For some austerity means at worst one less holiday this year, a dip in the investment portfolio or a slighter cheaper pair of designer shoes. For others it is just a dinner party talking point, little more than a pose, a nostalgic game of thrift played out in vintage clothes shops and antique markets.
This is the pampered reality for most of those who spoke from the top table at this weekend’s People’s Assembly. Len McClusky, boss of Unite union, never experiences the chill of fear that accompanies a brown DWP envelope dropping through the letter box. PCS Secretary Mark Serwotka does not lay awake at night worrying about how he will pay his bedroom tax, or which city he will be relocated to due to the benefit cap. It is true that unlike some involved in the People’s Assembly, trade unions leaders have all had real jobs at one point. But it is astonishing how quickly the experience of poverty is forgotten once basic needs are met and how once undreamed of luxuries become everyday normal things as pay packets swell.
This does not mean that their anger is not sincere, or that their political convictions are invalid. But fighting austerity is part of their job descriptions, it is not them fighting for their lives. We are not all in it fucking together. Only the poor are being forced from their homes, driven to suicide, forced to work unpaid or lining up outside foodbanks after benefits have been slashed or sanctioned.
This is why Len McClusky can call Labour’s recent workfare proposals and commitment to brutal sickness and disability benefit assessments ‘a good start’. Len will never have to go on workfare or face an Atos assessment. And that’s why he would have the rest of us believe that Labour, perhaps nudged slightly towards the left (stop laughing), is the best deal on the table. Vote Len, vote Labour, pay your union subs and leave it to them to negotiate our surrender.

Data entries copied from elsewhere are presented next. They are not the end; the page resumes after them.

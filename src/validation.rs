//! Validation context for dynamic rule configs.
//!
//! This module provides the [`ValidationContext`] type that carries the
//! caller's auxiliary data (`props`) into a validation call. Dynamic rule
//! configs receive it together with the value under test and the whole
//! value tree.

use serde_json::Value;

/// Validation context carries caller-supplied props.
///
/// The value tree itself is not stored here: the engine passes it alongside
/// the context, so one context can be reused across many trees (e.g. by
/// [`Validator::validate_many`](crate::Validator::validate_many)).
///
/// # Example
///
/// ```rust
/// use formcheck::{validate_with_context, Schema, ValidationContext};
/// use serde_json::{json, Value};
///
/// let schema = Schema::object().field(
///     "vat_id",
///     Schema::rules().required_when(|props: &Value, _: Option<&Value>, _: &Value| {
///         props["country"] == "DE"
///     }),
/// );
///
/// let cx = ValidationContext::new().with_props(json!({"country": "DE"}));
/// let errors = validate_with_context(&json!({}), &schema, &cx).unwrap();
/// assert!(errors.contains("vat_id"));
/// ```
#[derive(Debug, Clone, Default, PartialEq)]
pub struct ValidationContext {
    props: Value,
}

impl ValidationContext {
    /// Creates a context with `null` props.
    pub fn new() -> Self {
        Self::default()
    }

    /// Sets the props handed to dynamic rule configs.
    pub fn with_props(mut self, props: Value) -> Self {
        self.props = props;
        self
    }

    /// Returns the props.
    pub fn props(&self) -> &Value {
        &self.props
    }
}

impl From<Value> for ValidationContext {
    fn from(props: Value) -> Self {
        Self { props }
    }
}
//! Segment transport implementations
//!
//! Board transports (bit-banged or peripheral-backed TM1637 links) live with
//! the board support code. This module only carries transports that need no
//! hardware.

pub mod mirror;

pub use mirror::{MirrorError, MirrorTransport, SegmentWrite, REGISTER_COUNT};
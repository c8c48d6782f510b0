//! Display driver implementations
//!
//! This crate provides concrete implementations on top of the traits
//! defined in quadseg-core:
//!
//! - Four-digit encoder (digits, decimal, hex, clock time, overflow)
//! - In-memory mirror transport for host tests and simulation
//! - Demo sequence for checking a module on real hardware

#![no_std]
#![deny(unsafe_code)]

pub mod demo;
pub mod display;
pub mod transport;

pub use display::FourDigitDisplay;
pub use transport::MirrorTransport;
//! Four-digit 7-segment display encoder
//!
//! Keeps a shadow buffer of the four digit registers and turns values into
//! segment patterns:
//! - Single digits (raw patterns or hex glyphs)
//! - Decimal values from -999 to 9999 with optional zero padding
//! - Hex values up to 0xFFFF
//! - Clock times with the colon indicator
//! - An overflow indicator (`----`) for values that do not fit
//!
//! Out-of-range positions and glyphs are ignored. Values that cannot be
//! shown switch the display to the overflow indicator. Neither case is an
//! error; only transport failures are returned.
//!
//! # Usage
//!
//! ```ignore
//! let mut display = FourDigitDisplay::new(transport);
//! display.init()?;
//! display.set_decimal(-42)?;   // _ - 4 2
//! display.set_time(9, 5)?;     // 0 9 : 0 5
//! display.set_double_dots(false)?;
//! ```

use quadseg_core::config::DisplayConfig;
use quadseg_core::segments::{glyph, glyph_wrapping, with_dp, BLANK, GLYPHS, MINUS};
use quadseg_core::traits::{Brightness, DisplayControl, SegmentTransport};
use quadseg_core::DIGIT_COUNT;

/// Digit whose auxiliary bit drives the colon
pub const COLON_POSITION: u8 = 1;

/// Smallest decimal value that fits (one digit is taken by the sign)
pub const DECIMAL_MIN: i32 = -999;

/// Largest decimal value that fits
pub const DECIMAL_MAX: i32 = 9999;

/// Largest hex value that fits
pub const HEX_MAX: u32 = 0xFFFF;

/// Four-digit display encoder
///
/// Owns the transport and the display buffer. Index 0 of the buffer is the
/// leftmost digit. Every operation makes exactly one transport write, or
/// none if the request was ignored.
pub struct FourDigitDisplay<T> {
    transport: T,
    config: DisplayConfig,
    buffer: [u8; DIGIT_COUNT],
}

impl<T: SegmentTransport> FourDigitDisplay<T> {
    /// Create an encoder with the default configuration
    pub fn new(transport: T) -> Self {
        Self::with_config(transport, DisplayConfig::default())
    }

    /// Create an encoder with a specific configuration
    ///
    /// The buffer starts blank. Nothing is sent until the first operation.
    pub fn with_config(transport: T, config: DisplayConfig) -> Self {
        Self {
            transport,
            config,
            buffer: [BLANK; DIGIT_COUNT],
        }
    }

    /// Get the configuration
    pub fn config(&self) -> &DisplayConfig {
        &self.config
    }

    /// Current segment patterns, leftmost digit first
    pub fn buffer(&self) -> &[u8; DIGIT_COUNT] {
        &self.buffer
    }

    /// Borrow the transport
    pub fn transport(&self) -> &T {
        &self.transport
    }

    /// Mutably borrow the transport
    pub fn transport_mut(&mut self) -> &mut T {
        &mut self.transport
    }

    /// Consume the encoder and return the transport
    pub fn release(self) -> T {
        self.transport
    }

    /// Show a raw segment pattern on one digit
    ///
    /// - `position`: 0 (left) to 3 (right); other values are ignored
    /// - `pattern`: segment bits, see [`quadseg_core::segments`]
    pub fn set_raw_digit(&mut self, position: u8, pattern: u8) -> Result<(), T::Error> {
        let Some(slot) = self.buffer.get_mut(position as usize) else {
            return Ok(());
        };
        *slot = pattern;
        self.write_digit(position)
    }

    /// Show a hex glyph (0x0-0xF) on one digit
    ///
    /// Glyph values above 0xF and positions above 3 are ignored.
    pub fn set_digit(&mut self, position: u8, value: u8) -> Result<(), T::Error> {
        match glyph(value) {
            Some(pattern) => self.set_raw_digit(position, pattern),
            None => Ok(()),
        }
    }

    /// Turn the colon on or off
    ///
    /// Only the auxiliary bit of the second digit changes.
    pub fn set_double_dots(&mut self, on: bool) -> Result<(), T::Error> {
        let index = COLON_POSITION as usize;
        self.buffer[index] = with_dp(self.buffer[index], on);
        self.write_digit(COLON_POSITION)
    }

    /// Show a clock time using the configured colon and hour padding
    pub fn set_time(&mut self, hour: u8, minute: u8) -> Result<(), T::Error> {
        self.set_time_with(hour, minute, self.config.double_dots, self.config.pad_hour)
    }

    /// Show a clock time as `HH:MM`
    ///
    /// Hours and minutes are not range checked. Tens digits above 0xF wrap
    /// around the glyph table instead of failing.
    ///
    /// - `double_dots`: show the colon
    /// - `pad_hour`: show a leading zero for hours below 10, otherwise blank it
    pub fn set_time_with(
        &mut self,
        hour: u8,
        minute: u8,
        double_dots: bool,
        pad_hour: bool,
    ) -> Result<(), T::Error> {
        self.buffer[0] = if pad_hour || hour >= 10 {
            glyph_wrapping(hour / 10)
        } else {
            BLANK
        };
        self.buffer[1] = with_dp(glyph_wrapping(hour % 10), double_dots);
        self.buffer[2] = glyph_wrapping(minute / 10);
        self.buffer[3] = glyph_wrapping(minute % 10);
        self.write_all()
    }

    /// Show a decimal value using the configured padding
    pub fn set_decimal(&mut self, value: i32) -> Result<(), T::Error> {
        self.set_decimal_padded(value, self.config.decimal_pad)
    }

    /// Show a decimal value from -999 to 9999
    ///
    /// `pad` is the number of rightmost digits that show `0` instead of
    /// blank when the value has run out of digits. Negative values put the
    /// minus sign directly left of the most significant digit and are never
    /// padded. Values outside the range show the overflow indicator.
    pub fn set_decimal_padded(&mut self, value: i32, pad: u8) -> Result<(), T::Error> {
        if !(DECIMAL_MIN..=DECIMAL_MAX).contains(&value) {
            #[cfg(feature = "defmt")]
            defmt::debug!("decimal {} does not fit, showing overflow", value);
            return self.overflow();
        }

        self.fill_digits(value.unsigned_abs(), 10, pad, value < 0);
        self.write_all()
    }

    /// Show a hex value using the configured padding
    pub fn set_hex(&mut self, value: u32) -> Result<(), T::Error> {
        self.set_hex_padded(value, self.config.hex_pad)
    }

    /// Show a hex value from 0x0000 to 0xFFFF
    ///
    /// Padding works as for [`Self::set_decimal_padded`]. Values above
    /// 0xFFFF show the overflow indicator.
    pub fn set_hex_padded(&mut self, value: u32, pad: u8) -> Result<(), T::Error> {
        if value > HEX_MAX {
            #[cfg(feature = "defmt")]
            defmt::debug!("hex {:#x} does not fit, showing overflow", value);
            return self.overflow();
        }

        self.fill_digits(value, 16, pad, false);
        self.write_all()
    }

    /// Show `----` to signal a value that cannot be displayed
    pub fn overflow(&mut self) -> Result<(), T::Error> {
        self.buffer = [MINUS; DIGIT_COUNT];
        self.write_all()
    }

    /// Blank all digits, including the colon
    pub fn clear(&mut self) -> Result<(), T::Error> {
        self.buffer = [BLANK; DIGIT_COUNT];
        self.write_all()
    }

    /// Render `magnitude` right to left into the buffer
    ///
    /// Once the magnitude runs out, the remaining digits are zero within
    /// `pad` digits of the right edge and blank beyond. A pending sign goes
    /// left of the last extracted digit and stops rendering.
    fn fill_digits(&mut self, mut magnitude: u32, radix: u32, pad: u8, negative: bool) {
        self.buffer = [BLANK; DIGIT_COUNT];

        for i in 0..DIGIT_COUNT {
            let position = DIGIT_COUNT - 1 - i;

            self.buffer[position] = if magnitude == 0 {
                if (pad as usize) > i {
                    GLYPHS[0]
                } else {
                    BLANK
                }
            } else {
                GLYPHS[(magnitude % radix) as usize]
            };

            magnitude /= radix;

            if magnitude == 0 && negative {
                if let Some(sign) = position.checked_sub(1) {
                    self.buffer[sign] = MINUS;
                }
                break;
            }
        }
    }

    fn write_digit(&mut self, position: u8) -> Result<(), T::Error> {
        let index = position as usize;
        self.send(position, index..index + 1)
    }

    fn write_all(&mut self) -> Result<(), T::Error> {
        self.send(0, 0..DIGIT_COUNT)
    }

    fn send(&mut self, offset: u8, range: core::ops::Range<usize>) -> Result<(), T::Error> {
        let data = &self.buffer[range];

        #[cfg(feature = "defmt")]
        defmt::trace!("segments @{}: {}", offset, data);

        self.transport.write_segments(offset, data)
    }
}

The People’s Assembly was largely organised by Counterfire, a left wing sect which began within the Socialist Worker’s Party. Many of those involved in Counterfire were formerly active within the Stop the War Coalition which emerged to dominate the resistance to the war in Iraq. There are two significant facts about the Stop The War Coalition, the first being that they didn’t stop the war. The second is that despite this, the leaders of the Stop The War Coalition considered the organisation a great success.
There is a danger that The People’s Assembly lays the groundwork for a similar managed defeat in the fight against austerity. It is not in the interests of the Union bosses, or MPs who spoke at the People’s Assembly, to have the kind of radical changes to society many people want and increasingly need. That is why so many of them have little more to offer than empty platitudes, largely abandoned one day strikes, and a quiet commitment to the idea that a Labour government will make everything alright again.
And to fight for the Labour Party is to fight to lose. There will be no end to austerity if Ed Miliband is elected, as he chose to make clear himself in a speech elsewhere over the weekend. The struggle we face now has little or nothing to do with party politics and everything to do with class war – and the modern Labour Party is on the wrong side.
Of course the People’s Assembly became more than just a crude attempt to rally support for the Labour Party and an attempt to resurrect the glorious failure of the Stop The War Coalition. The people themselves saw to that. There have been encouraging reports that when the assembly broke down into local groups, and the celebrities fucked off, far more was achieved than just hot air with some concrete plans emerging for local organising. Even Counterfire’s proposed day of direct action on November 5th could be a good start, but only if it is more than a day of theatrical stunts, ten minute walks outs, A to B marches, and yet more political speeches from self-styled leaders.
Strikes, occupations, sabotage and riots have been the real tools of social change throughout history. Any day of direct action cannot be left in the hands of trade union bosses, journalists, MPs or anyone else who has simply too much to lose from any meaningful confrontation. A day that will truly make the rich and powerful tremble will not be organised by the ever so slightly less rich and powerful.
The legacy of the People’s Assembly could be manufactured surrender, but it could be something else. Or it could just be ignored completely. It will be down to the people themselves to decide. Owen and Len can nip to the bar and get the drinks in whilst we make our own minds up about how to resist the onslaught we face.